▸ Exercise description:
In the data below, find every line with the word "derive" and copy it.

(Collected data)
Segment Open
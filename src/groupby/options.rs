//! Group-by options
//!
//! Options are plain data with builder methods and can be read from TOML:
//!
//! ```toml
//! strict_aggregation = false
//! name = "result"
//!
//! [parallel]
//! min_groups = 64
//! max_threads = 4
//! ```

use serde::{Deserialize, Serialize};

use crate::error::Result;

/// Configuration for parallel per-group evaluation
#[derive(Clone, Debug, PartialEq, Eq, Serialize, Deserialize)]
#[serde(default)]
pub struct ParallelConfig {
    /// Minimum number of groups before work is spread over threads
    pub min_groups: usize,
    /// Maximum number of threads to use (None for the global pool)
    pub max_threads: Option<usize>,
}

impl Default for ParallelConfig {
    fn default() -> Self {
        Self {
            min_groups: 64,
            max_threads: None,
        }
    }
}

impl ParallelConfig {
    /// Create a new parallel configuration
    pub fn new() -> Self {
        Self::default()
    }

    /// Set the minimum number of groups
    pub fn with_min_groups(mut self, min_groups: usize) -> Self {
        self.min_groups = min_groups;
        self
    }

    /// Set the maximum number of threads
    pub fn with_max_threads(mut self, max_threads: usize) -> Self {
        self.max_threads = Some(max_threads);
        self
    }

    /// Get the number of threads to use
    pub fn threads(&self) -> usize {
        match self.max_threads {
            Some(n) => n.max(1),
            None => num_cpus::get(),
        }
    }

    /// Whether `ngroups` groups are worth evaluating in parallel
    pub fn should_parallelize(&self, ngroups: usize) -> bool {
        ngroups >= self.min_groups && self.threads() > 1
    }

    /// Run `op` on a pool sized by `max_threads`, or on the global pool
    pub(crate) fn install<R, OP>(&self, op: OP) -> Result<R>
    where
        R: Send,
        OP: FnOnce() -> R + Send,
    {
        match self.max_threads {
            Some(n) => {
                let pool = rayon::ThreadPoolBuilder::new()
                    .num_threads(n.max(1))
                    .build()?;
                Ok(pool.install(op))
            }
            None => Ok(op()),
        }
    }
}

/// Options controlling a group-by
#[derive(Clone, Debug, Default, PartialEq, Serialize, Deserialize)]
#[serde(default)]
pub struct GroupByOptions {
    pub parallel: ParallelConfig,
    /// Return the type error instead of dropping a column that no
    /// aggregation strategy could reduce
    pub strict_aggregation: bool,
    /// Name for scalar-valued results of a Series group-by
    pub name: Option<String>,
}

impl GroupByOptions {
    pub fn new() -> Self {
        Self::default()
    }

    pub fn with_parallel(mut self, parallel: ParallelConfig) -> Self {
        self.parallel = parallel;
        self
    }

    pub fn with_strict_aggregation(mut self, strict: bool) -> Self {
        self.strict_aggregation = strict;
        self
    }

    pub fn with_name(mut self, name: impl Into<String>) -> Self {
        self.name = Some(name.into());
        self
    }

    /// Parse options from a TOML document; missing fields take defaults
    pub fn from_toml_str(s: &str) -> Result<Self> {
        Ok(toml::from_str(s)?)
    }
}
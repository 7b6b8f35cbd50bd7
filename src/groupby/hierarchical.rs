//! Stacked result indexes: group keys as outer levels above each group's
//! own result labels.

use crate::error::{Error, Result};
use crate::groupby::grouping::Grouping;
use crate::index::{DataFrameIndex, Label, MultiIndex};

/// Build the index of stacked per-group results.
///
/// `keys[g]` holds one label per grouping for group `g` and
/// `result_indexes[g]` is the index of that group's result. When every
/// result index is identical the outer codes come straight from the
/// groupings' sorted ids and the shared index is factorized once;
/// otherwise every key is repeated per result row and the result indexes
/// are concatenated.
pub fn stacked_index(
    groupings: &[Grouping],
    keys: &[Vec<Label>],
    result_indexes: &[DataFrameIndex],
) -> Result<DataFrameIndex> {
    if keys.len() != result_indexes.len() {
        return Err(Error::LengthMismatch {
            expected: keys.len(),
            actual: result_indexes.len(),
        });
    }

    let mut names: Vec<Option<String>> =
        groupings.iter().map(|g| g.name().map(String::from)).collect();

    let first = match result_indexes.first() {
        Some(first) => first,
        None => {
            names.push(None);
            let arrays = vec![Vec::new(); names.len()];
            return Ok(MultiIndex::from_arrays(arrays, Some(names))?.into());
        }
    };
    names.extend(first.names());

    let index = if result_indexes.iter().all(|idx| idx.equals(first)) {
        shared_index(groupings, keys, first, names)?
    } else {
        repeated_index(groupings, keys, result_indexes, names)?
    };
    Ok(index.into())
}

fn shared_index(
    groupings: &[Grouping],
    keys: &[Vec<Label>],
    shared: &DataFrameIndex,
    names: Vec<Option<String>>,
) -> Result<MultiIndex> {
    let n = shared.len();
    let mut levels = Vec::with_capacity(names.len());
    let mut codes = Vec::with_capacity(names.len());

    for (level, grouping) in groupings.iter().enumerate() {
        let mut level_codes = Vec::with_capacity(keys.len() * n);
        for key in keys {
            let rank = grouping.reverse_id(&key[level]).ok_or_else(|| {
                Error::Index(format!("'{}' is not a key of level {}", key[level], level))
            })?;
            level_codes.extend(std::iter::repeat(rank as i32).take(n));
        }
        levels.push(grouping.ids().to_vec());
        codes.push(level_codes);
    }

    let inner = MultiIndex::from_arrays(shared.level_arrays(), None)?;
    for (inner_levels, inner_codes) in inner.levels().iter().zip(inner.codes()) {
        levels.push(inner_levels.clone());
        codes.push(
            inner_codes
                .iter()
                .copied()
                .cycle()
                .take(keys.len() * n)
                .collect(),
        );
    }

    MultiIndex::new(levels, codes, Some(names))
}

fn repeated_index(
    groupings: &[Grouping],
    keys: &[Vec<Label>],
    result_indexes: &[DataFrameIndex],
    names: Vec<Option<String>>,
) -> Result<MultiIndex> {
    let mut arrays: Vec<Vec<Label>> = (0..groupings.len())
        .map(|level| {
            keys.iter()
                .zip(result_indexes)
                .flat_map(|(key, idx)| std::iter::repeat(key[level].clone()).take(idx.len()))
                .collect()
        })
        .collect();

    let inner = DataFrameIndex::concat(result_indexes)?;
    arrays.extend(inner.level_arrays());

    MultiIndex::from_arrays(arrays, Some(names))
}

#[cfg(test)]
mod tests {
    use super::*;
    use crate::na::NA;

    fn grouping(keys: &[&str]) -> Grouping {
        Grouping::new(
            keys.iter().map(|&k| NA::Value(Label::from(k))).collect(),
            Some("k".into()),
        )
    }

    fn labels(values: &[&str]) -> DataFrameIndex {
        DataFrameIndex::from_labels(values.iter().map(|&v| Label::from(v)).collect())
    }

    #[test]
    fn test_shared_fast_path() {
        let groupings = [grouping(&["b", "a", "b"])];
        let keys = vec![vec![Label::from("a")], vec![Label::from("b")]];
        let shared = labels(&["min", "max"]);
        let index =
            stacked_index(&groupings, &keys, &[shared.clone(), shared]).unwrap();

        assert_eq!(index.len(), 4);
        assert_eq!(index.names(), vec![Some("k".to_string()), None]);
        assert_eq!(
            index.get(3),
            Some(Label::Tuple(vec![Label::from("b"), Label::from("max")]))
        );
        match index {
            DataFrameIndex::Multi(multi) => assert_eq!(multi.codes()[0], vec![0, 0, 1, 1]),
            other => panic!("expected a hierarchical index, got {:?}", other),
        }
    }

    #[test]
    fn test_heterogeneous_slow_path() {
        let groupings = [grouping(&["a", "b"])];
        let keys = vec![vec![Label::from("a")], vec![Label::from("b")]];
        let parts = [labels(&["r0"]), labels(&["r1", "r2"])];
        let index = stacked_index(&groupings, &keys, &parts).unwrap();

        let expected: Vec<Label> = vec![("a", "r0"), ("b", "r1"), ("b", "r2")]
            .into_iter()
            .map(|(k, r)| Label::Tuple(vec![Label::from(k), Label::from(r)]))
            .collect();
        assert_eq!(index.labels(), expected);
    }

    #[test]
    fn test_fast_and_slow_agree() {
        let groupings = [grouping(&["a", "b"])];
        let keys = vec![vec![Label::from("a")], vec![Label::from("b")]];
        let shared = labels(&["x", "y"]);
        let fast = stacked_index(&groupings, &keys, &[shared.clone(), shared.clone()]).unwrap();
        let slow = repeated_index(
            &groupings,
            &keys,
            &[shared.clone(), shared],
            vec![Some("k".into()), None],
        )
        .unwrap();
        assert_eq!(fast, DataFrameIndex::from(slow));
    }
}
Segment Closed
▸ Answer section:
#[derive(Clone, Debug, PartialEq, Eq, Serialize, Deserialize)]
#[derive(Clone, Debug, Default, PartialEq, Serialize, Deserialize)]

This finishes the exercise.